**** DATA FOR ANALYSIS ****
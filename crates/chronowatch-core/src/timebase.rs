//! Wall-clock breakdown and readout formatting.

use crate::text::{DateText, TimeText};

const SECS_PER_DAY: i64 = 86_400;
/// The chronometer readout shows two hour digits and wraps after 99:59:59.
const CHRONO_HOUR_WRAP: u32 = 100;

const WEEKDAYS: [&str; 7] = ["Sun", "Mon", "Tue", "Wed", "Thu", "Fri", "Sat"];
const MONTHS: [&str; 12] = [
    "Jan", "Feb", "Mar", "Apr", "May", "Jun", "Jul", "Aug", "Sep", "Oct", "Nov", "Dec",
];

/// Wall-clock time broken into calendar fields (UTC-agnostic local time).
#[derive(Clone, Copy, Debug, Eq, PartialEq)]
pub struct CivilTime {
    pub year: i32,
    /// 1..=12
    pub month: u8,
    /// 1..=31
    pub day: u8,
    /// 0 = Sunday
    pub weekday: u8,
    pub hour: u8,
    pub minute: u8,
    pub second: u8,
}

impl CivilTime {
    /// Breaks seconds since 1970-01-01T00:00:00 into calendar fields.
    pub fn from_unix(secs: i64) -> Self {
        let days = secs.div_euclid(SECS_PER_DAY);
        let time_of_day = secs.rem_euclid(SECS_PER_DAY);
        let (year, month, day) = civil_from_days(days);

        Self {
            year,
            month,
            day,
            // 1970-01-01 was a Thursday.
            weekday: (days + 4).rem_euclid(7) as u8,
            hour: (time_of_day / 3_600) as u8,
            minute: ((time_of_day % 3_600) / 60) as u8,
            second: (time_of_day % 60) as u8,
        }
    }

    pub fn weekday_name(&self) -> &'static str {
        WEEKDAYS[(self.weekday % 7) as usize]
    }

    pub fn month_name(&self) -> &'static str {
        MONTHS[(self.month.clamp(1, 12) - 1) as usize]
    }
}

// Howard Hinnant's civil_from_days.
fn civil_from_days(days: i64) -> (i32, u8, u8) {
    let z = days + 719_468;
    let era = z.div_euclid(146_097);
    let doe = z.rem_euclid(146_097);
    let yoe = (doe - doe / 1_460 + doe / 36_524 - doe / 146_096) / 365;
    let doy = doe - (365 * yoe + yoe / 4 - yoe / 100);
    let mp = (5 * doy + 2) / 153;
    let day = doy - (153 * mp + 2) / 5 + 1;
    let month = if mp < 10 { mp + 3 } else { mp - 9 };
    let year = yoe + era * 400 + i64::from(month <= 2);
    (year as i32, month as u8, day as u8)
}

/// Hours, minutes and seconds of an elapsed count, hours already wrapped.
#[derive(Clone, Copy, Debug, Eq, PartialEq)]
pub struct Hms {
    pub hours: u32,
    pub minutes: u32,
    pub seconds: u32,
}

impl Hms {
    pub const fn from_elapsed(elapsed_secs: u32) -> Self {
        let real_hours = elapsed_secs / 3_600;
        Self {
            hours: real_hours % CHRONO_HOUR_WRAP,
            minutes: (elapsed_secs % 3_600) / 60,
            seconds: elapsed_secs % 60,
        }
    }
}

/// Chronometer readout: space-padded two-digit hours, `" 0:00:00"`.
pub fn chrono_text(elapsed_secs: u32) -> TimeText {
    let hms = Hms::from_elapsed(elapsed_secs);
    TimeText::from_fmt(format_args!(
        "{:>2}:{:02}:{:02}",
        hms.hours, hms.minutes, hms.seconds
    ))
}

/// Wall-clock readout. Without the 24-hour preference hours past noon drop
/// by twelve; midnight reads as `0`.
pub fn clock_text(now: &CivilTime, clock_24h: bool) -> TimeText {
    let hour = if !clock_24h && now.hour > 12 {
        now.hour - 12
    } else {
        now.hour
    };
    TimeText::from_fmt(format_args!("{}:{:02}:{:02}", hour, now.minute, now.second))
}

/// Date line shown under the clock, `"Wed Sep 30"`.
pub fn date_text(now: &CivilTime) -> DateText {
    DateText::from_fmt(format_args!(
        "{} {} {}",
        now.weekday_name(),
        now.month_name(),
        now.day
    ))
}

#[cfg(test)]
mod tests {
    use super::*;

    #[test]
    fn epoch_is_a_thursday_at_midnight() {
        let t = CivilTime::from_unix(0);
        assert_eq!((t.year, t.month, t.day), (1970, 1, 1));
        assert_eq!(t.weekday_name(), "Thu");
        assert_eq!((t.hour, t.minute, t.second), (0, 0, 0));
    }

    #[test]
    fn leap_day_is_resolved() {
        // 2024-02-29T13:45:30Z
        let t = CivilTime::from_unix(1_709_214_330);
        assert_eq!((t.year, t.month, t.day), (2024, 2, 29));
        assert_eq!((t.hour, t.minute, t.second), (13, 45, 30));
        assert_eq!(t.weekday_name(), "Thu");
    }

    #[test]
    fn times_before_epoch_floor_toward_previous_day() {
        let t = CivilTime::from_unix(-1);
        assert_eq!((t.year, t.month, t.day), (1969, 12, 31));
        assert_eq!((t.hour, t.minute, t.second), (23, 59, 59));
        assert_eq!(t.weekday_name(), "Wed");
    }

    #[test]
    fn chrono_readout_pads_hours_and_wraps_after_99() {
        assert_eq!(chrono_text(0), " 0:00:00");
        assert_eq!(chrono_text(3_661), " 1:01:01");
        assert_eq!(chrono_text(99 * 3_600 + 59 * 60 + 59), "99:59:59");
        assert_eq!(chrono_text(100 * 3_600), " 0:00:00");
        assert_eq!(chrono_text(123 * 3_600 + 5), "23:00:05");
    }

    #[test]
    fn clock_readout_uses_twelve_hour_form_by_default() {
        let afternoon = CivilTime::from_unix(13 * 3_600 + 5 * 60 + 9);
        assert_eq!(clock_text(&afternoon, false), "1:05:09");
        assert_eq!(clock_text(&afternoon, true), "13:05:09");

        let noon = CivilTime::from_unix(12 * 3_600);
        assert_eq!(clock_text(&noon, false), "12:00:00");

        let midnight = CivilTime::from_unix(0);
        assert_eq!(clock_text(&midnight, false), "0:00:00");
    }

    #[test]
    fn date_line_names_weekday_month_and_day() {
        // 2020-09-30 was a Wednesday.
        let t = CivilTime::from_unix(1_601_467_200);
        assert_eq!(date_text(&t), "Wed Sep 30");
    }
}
****
• TASK PROMPT
If a line in the data above holds the word "usize", count it; give only the total.

• TASK RESULT
2